Город уже был позади. Ехали долиной: слева были пологие взгорья в виноградниках, справа — лес, еще голый, но уже туманный от лопнувших почек. Всюду двигались толпы стволов: передние уходили назад, а задние, минуя друг друга, скользили вперед вместе с фаэтоном, и казалось, что лес кружился, волновался жил своей дремучей жизнью.
— Ну, а как ты сейчас насчет семейного счастья? С одной стороны — супружеские обязанности: общая постель и грязное белье А с другой — партийная работа. Потом у вас, кажется, есть потомство? Придется выбирать: или женотдел, или домашние заботы. Муж, вероятно, уже требует особых прав.
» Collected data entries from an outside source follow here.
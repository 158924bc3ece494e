//! Closed-form points estimate from daily trading volume.
//!
//! Rules implemented:
//! - effective volume = daily volume × event multiplier (1x–4x)
//! - daily points = floor(log2(effective / 2)) + 1 once effective >= 2
//! - total points = daily points × 15 (linear 15-day projection)

use thiserror::Error;

const PROJECTION_DAYS: u32 = 15;
const POINTS_THRESHOLD: f64 = 2.0;

/// Event volume multiplier. Upstream campaigns only ever run 1x-4x.
#[derive(Debug, Clone, Copy, PartialEq, Eq, Hash)]
pub enum Multiplier {
    X1,
    X2,
    X3,
    X4,
}

impl Multiplier {
    pub fn factor(self) -> f64 {
        match self {
            Self::X1 => 1.0,
            Self::X2 => 2.0,
            Self::X3 => 3.0,
            Self::X4 => 4.0,
        }
    }
}

#[derive(Debug, Error, PartialEq)]
pub enum PointsError {
    #[error("invalid or non-positive volume: {0:?}")]
    InvalidVolume(String),
    #[error("unsupported multiplier: {0}")]
    UnsupportedMultiplier(String),
}

/// One settled estimate. Superseded wholesale by the next calculation.
#[derive(Debug, Clone, Copy, PartialEq)]
pub struct CalculationResult {
    pub daily_points: u32,
    pub total_points: u32,
    pub effective_volume: f64,
}

pub fn parse_multiplier(input: &str) -> Result<Multiplier, PointsError> {
    match input.trim() {
        "1" => Ok(Multiplier::X1),
        "2" => Ok(Multiplier::X2),
        "3" => Ok(Multiplier::X3),
        "4" => Ok(Multiplier::X4),
        other => Err(PointsError::UnsupportedMultiplier(other.to_string())),
    }
}

/// Estimate points for a daily USD trading volume given as free-form text.
///
/// The input must parse fully as a positive decimal number; there is no
/// upper bound. `f64::log2` keeps exact powers of two on the integer
/// boundary, so an effective volume of exactly 2, 4, 8, ... always lands
/// on the next step.
pub fn calculate(
    daily_volume_input: &str,
    multiplier: Multiplier,
) -> Result<CalculationResult, PointsError> {
    let trimmed = daily_volume_input.trim();
    let daily_volume: f64 = trimmed
        .parse()
        .map_err(|_| PointsError::InvalidVolume(trimmed.to_string()))?;

    if !daily_volume.is_finite() || daily_volume <= 0.0 {
        return Err(PointsError::InvalidVolume(trimmed.to_string()));
    }

    let effective_volume = daily_volume * multiplier.factor();

    let daily_points = if effective_volume < POINTS_THRESHOLD {
        0
    } else {
        (effective_volume / POINTS_THRESHOLD).log2().floor() as u32 + 1
    };

    Ok(CalculationResult {
        daily_points,
        total_points: daily_points.saturating_mul(PROJECTION_DAYS),
        effective_volume,
    })
}
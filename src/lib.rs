//! Alphadash core crate.
//!
//! Implemented scope:
//! - closed-form points estimate from daily trading volume
//! - polling token feed state machine with a filter/sort/paginate view
//! - fixed-endpoint token list client and display formatting helpers

mod feed;
mod format;
mod observability;
mod points;
mod token_list;

pub use feed::{
    FeedConfig, FeedPage, FeedTask, SortConfig, SortDirection, SortKey, TokenFeed,
    COUNTDOWN_SECONDS, PAGE_SIZE,
};
pub use format::{format_percent, format_price, percent_is_loss};
pub use observability::{
    init_logging, log_app_start, log_feed_started, logging_config_from_env, LogFormat,
    LoggingConfig, LoggingInitError,
};
pub use points::{calculate, parse_multiplier, CalculationResult, Multiplier, PointsError};
pub use token_list::{
    tokens_from_envelope, FeedError, Token, TokenListClient, TokenListEnvelope, TokenListSource,
    DEFAULT_TOKEN_LIST_URL,
};
//! Tracing subscriber setup.
//!
//! The level comes from `RUST_LOG` (default `info`). Text output is meant for
//! a terminal; JSON output uses the Bunyan layout so the lines can be shipped
//! as-is to a log collector.

use tracing_bunyan_formatter::{BunyanFormattingLayer, JsonStorageLayer};
use tracing_subscriber::layer::SubscriberExt;
use tracing_subscriber::util::SubscriberInitExt;
use tracing_subscriber::{fmt, EnvFilter, Registry};

use crate::config::LogFormat;
use crate::error::AppError;

const SERVICE_NAME: &str = "lia-core";

/// Installs the global subscriber. Fails if one is already installed.
pub fn init_tracing(format: LogFormat) -> Result<(), AppError> {
    let filter = EnvFilter::try_from_default_env().unwrap_or_else(|_| EnvFilter::new("info"));

    let result = match format {
        LogFormat::Text => Registry::default()
            .with(filter)
            .with(fmt::layer().with_target(false).with_writer(std::io::stderr))
            .try_init(),
        LogFormat::Json => Registry::default()
            .with(filter)
            .with(JsonStorageLayer)
            .with(BunyanFormattingLayer::new(
                SERVICE_NAME.to_string(),
                std::io::stderr,
            ))
            .try_init(),
    };

    result.map_err(|e| AppError::Internal(format!("Failed to install tracing subscriber: {}", e)))
}
use crate::actors::messages::ChatRequest;
use crate::error::AppError;
use async_trait::async_trait;

/// Defines the public interface for the text generation backend.
///
/// This trait abstracts the specific implementation of the backend, allowing
/// the HTTP client to be swapped for an in-process fake in tests.
#[async_trait]
pub trait ChatBackend: Send + Sync + 'static {
    /// Sends one user message, with its mode and recent history, and returns
    /// the assistant's reply.
    async fn generate(&self, request: ChatRequest) -> Result<String, AppError>;
}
Он у тебя — парень с большим характером.
Даша отодвинулась в угол экипажа.
— Мой муж — сам по себе, а я — сама по себе, товарищ Бадьин. Мы — коммунисты прежде всего…
Бадьин засмеялся и положил руку на ее колени.
— Ты говоришь, как все коммунистки, но у тебя это звучит несколько правдоподобнее: у тебя это бьет из нутра. Я уже знаю, как с тобой трудно найти общий язык…
Даша сбросила его руку и подобралась к самому краешку фаэтона.
— У коммунистов, товарищ Бадьин, всегда должен быть общий язык.
Бадьин опять замкнулся и отяжелел. Он отодвинулся от Даши.